Você já leu Brida, de Paulo Coelho? Eu acho massa esse livro. Ele fala de magia e de reencarnação, que são assuntos de que sempre gostei, e foi em Brida, inclusive, que achei uma resposta alternativa a aquela que o espiritismo dá para uma pergunta que sempre me inquietou sobre o assunto da reencarnação: como é que o aumento da população se encaixa nessa história?

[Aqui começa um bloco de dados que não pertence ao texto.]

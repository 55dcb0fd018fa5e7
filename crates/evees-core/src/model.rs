//! Perspective/commit data model.
//!
//! Everything here is plain data exchanged between layers. Field names
//! serialize in camelCase because the serialized form is what gets hashed:
//! two replicas must produce byte-identical objects for the same logical
//! commit or perspective.
//!
//! # Identity
//!
//! [`Perspective`] and [`Commit`] are immutable and identified by the hash of
//! their serialized form (see [`crate::hash`]). [`PerspectiveDetails`] is the
//! mutable state behind a perspective id and is never hashed.

use std::collections::BTreeSet;

use serde::de::DeserializeOwned;
use serde::{Deserialize, Serialize};
use serde_json::Value;

use crate::error::{EveesError, Result};

// ---------------------------------------------------------------------------
// Entity
// ---------------------------------------------------------------------------

/// An immutable object together with its content id.
#[derive(Debug, Clone, PartialEq, Eq, Serialize, Deserialize)]
pub struct Entity<T = Value> {
    pub id: String,
    pub object: T,
}

impl Entity {
    /// Decode the JSON object into a typed entity.
    ///
    /// # Errors
    ///
    /// Returns [`EveesError::MalformedEntity`] if the object does not have the
    /// shape of `T`.
    pub fn decode<T: DeserializeOwned>(&self) -> Result<Entity<T>> {
        let object = serde_json::from_value(self.object.clone())
            .map_err(|e| EveesError::malformed(&self.id, e))?;
        Ok(Entity {
            id: self.id.clone(),
            object,
        })
    }
}

impl<T: Serialize> Entity<T> {
    /// Drop the static type, keeping the JSON form.
    ///
    /// # Errors
    ///
    /// Returns a serialization error if `T` cannot be represented as JSON.
    pub fn erase(&self) -> Result<Entity> {
        Ok(Entity {
            id: self.id.clone(),
            object: serde_json::to_value(&self.object)?,
        })
    }
}

/// An object submitted for storage, optionally with the id the caller
/// believes it has.
///
/// Stores never trust `id`: it is recomputed and compared.
#[derive(Debug, Clone, PartialEq, Eq)]
pub struct EntityCreate {
    pub object: Value,
    pub id: Option<String>,
}

impl From<Value> for EntityCreate {
    fn from(object: Value) -> Self {
        Self { object, id: None }
    }
}

impl From<Entity> for EntityCreate {
    fn from(entity: Entity) -> Self {
        Self {
            object: entity.object,
            id: Some(entity.id),
        }
    }
}

// ---------------------------------------------------------------------------
// Perspective
// ---------------------------------------------------------------------------

/// A durable name for an evolving piece of content.
#[derive(Debug, Clone, PartialEq, Eq, Serialize, Deserialize)]
#[serde(rename_all = "camelCase")]
pub struct Perspective {
    /// Id of the remote authoritative for this perspective's details.
    pub remote: String,
    pub path: String,
    pub creator_id: String,
    /// Perspectives sharing a context are versions of the same thing.
    pub context: String,
    pub timestamp: i64,
    #[serde(default, skip_serializing_if = "Option::is_none")]
    pub meta: Option<PerspectiveMeta>,
}

#[derive(Debug, Clone, PartialEq, Eq, Default, Serialize, Deserialize)]
#[serde(rename_all = "camelCase")]
pub struct PerspectiveMeta {
    #[serde(default, skip_serializing_if = "Option::is_none")]
    pub forking: Option<ForkOf>,
}

/// Where a forked perspective was copied from.
#[derive(Debug, Clone, PartialEq, Eq, Serialize, Deserialize)]
#[serde(rename_all = "camelCase")]
pub struct ForkOf {
    pub perspective_id: String,
    #[serde(default, skip_serializing_if = "Option::is_none")]
    pub head_id: Option<String>,
}

/// Inputs for deterministically deriving a [`Perspective`].
///
/// Missing fields are filled in by the remote that snaps it.
#[derive(Debug, Clone, Default, PartialEq, Eq)]
pub struct PartialPerspective {
    pub creator_id: Option<String>,
    pub timestamp: Option<i64>,
    pub path: Option<String>,
    pub context: Option<String>,
    pub meta: Option<PerspectiveMeta>,
}

// ---------------------------------------------------------------------------
// PerspectiveDetails
// ---------------------------------------------------------------------------

/// Mutable resolution state of a perspective.
#[derive(Debug, Clone, PartialEq, Eq, Default, Serialize, Deserialize)]
#[serde(rename_all = "camelCase")]
pub struct PerspectiveDetails {
    #[serde(default, skip_serializing_if = "Option::is_none")]
    pub head_id: Option<String>,
    #[serde(default, skip_serializing_if = "Option::is_none")]
    pub guardian_id: Option<String>,
    /// Relative to the caller; never part of any content id.
    #[serde(default, skip_serializing_if = "Option::is_none")]
    pub can_update: Option<bool>,
}

impl PerspectiveDetails {
    /// Details pointing at `head_id` and nothing else.
    #[must_use]
    pub fn with_head(head_id: impl Into<String>) -> Self {
        Self {
            head_id: Some(head_id.into()),
            ..Self::default()
        }
    }

    /// Overlay `incoming` on `self`: each field keeps its current value when
    /// `incoming` leaves it unset.
    pub fn absorb(&mut self, incoming: &Self) {
        if incoming.head_id.is_some() {
            self.head_id.clone_from(&incoming.head_id);
        }
        if incoming.guardian_id.is_some() {
            self.guardian_id.clone_from(&incoming.guardian_id);
        }
        if incoming.can_update.is_some() {
            self.can_update = incoming.can_update;
        }
    }
}

// ---------------------------------------------------------------------------
// Commit
// ---------------------------------------------------------------------------

/// An immutable node of the history DAG.
#[derive(Debug, Clone, PartialEq, Eq, Serialize, Deserialize)]
#[serde(rename_all = "camelCase")]
pub struct Commit {
    pub creators_ids: Vec<String>,
    pub timestamp: i64,
    #[serde(default, skip_serializing_if = "Option::is_none")]
    pub message: Option<String>,
    pub parents_ids: Vec<String>,
    pub data_id: String,
    /// Commit whose lineage this one supersedes.
    #[serde(default, skip_serializing_if = "Option::is_none")]
    pub forking: Option<String>,
}

impl Commit {
    /// Parent edges followed by the forking edge, if any.
    pub fn lineage(&self) -> impl Iterator<Item = &str> {
        self.parents_ids
            .iter()
            .map(String::as_str)
            .chain(self.forking.as_deref())
    }
}

// ---------------------------------------------------------------------------
// Index data
// ---------------------------------------------------------------------------

/// Added/removed members of a link set.
#[derive(Debug, Clone, PartialEq, Eq, Default, Serialize, Deserialize)]
pub struct ArrayChanges {
    #[serde(default)]
    pub added: Vec<String>,
    #[serde(default)]
    pub removed: Vec<String>,
}

impl ArrayChanges {
    /// Changes turning `before` into `after`, in `after`/`before` order.
    #[must_use]
    pub fn between(before: &[String], after: &[String]) -> Self {
        let before_set: BTreeSet<&String> = before.iter().collect();
        let after_set: BTreeSet<&String> = after.iter().collect();
        Self {
            added: after
                .iter()
                .filter(|id| !before_set.contains(id))
                .cloned()
                .collect(),
            removed: before
                .iter()
                .filter(|id| !after_set.contains(id))
                .cloned()
                .collect(),
        }
    }

    #[must_use]
    pub fn is_empty(&self) -> bool {
        self.added.is_empty() && self.removed.is_empty()
    }

    /// Fold a later change set into this one.
    ///
    /// An id added later cancels an earlier removal and vice versa, so the
    /// result describes the net effect of both in sequence. For disjoint sets
    /// this is the plain union.
    pub fn merge(&mut self, later: &Self) {
        for id in &later.added {
            self.removed.retain(|r| r != id);
            if !self.added.contains(id) {
                self.added.push(id.clone());
            }
        }
        for id in &later.removed {
            self.added.retain(|a| a != id);
            if !self.removed.contains(id) {
                self.removed.push(id.clone());
            }
        }
    }
}

fn merge_optional(slot: &mut Option<ArrayChanges>, later: Option<&ArrayChanges>) {
    match (slot.as_mut(), later) {
        (Some(current), Some(later)) => current.merge(later),
        (None, Some(later)) => *slot = Some(later.clone()),
        (_, None) => {}
    }
}

/// Link deltas, per link kind.
#[derive(Debug, Clone, PartialEq, Eq, Default, Serialize, Deserialize)]
#[serde(rename_all = "camelCase")]
pub struct LinkChanges {
    #[serde(default, skip_serializing_if = "Option::is_none")]
    pub children: Option<ArrayChanges>,
    #[serde(default, skip_serializing_if = "Option::is_none")]
    pub on_ecosystem: Option<ArrayChanges>,
    #[serde(default, skip_serializing_if = "Option::is_none")]
    pub links_to: Option<ArrayChanges>,
}

impl LinkChanges {
    /// Deep merge: each kind is merged set-wise rather than replaced.
    pub fn merge(&mut self, later: &Self) {
        merge_optional(&mut self.children, later.children.as_ref());
        merge_optional(&mut self.on_ecosystem, later.on_ecosystem.as_ref());
        merge_optional(&mut self.links_to, later.links_to.as_ref());
    }
}

/// Secondary-index deltas carried next to an update.
#[derive(Debug, Clone, PartialEq, Eq, Default, Serialize, Deserialize)]
#[serde(rename_all = "camelCase")]
pub struct IndexData {
    #[serde(default, skip_serializing_if = "Option::is_none")]
    pub link_changes: Option<LinkChanges>,
    #[serde(default, skip_serializing_if = "Option::is_none")]
    pub text: Option<String>,
}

O espiritismo fala em planos, certo? Que a Terra seria apenas um patamar no meio da trajetória até a elevação espiritual. Com todo respeito a quem crê na doutrina espírita, eu não me sinto confortável com essa explicação, porque ela leva a outras perguntas, sobre esses outros planos, cuja busca das respostas não me atrai, já que não sou muito religioso. Sendo assim, uma resposta mais em conta, que satisfaça minha curiosidade limitada sobre a relação entre reencarnação e demografia, me basta. Essa resposta eu achei em Brida.

No livro, o mestre dos magos explica que a alma tem a capacidade de se dividir; uma alma pode gerar vários seres humanos. De lambuja, isso serve para explicar o costume que o pessoal tem, de dizer que a origem de certas relações íntimas está na alma. Aquela coisa de: “Ai, a gente é irmão de alma!”, e tal.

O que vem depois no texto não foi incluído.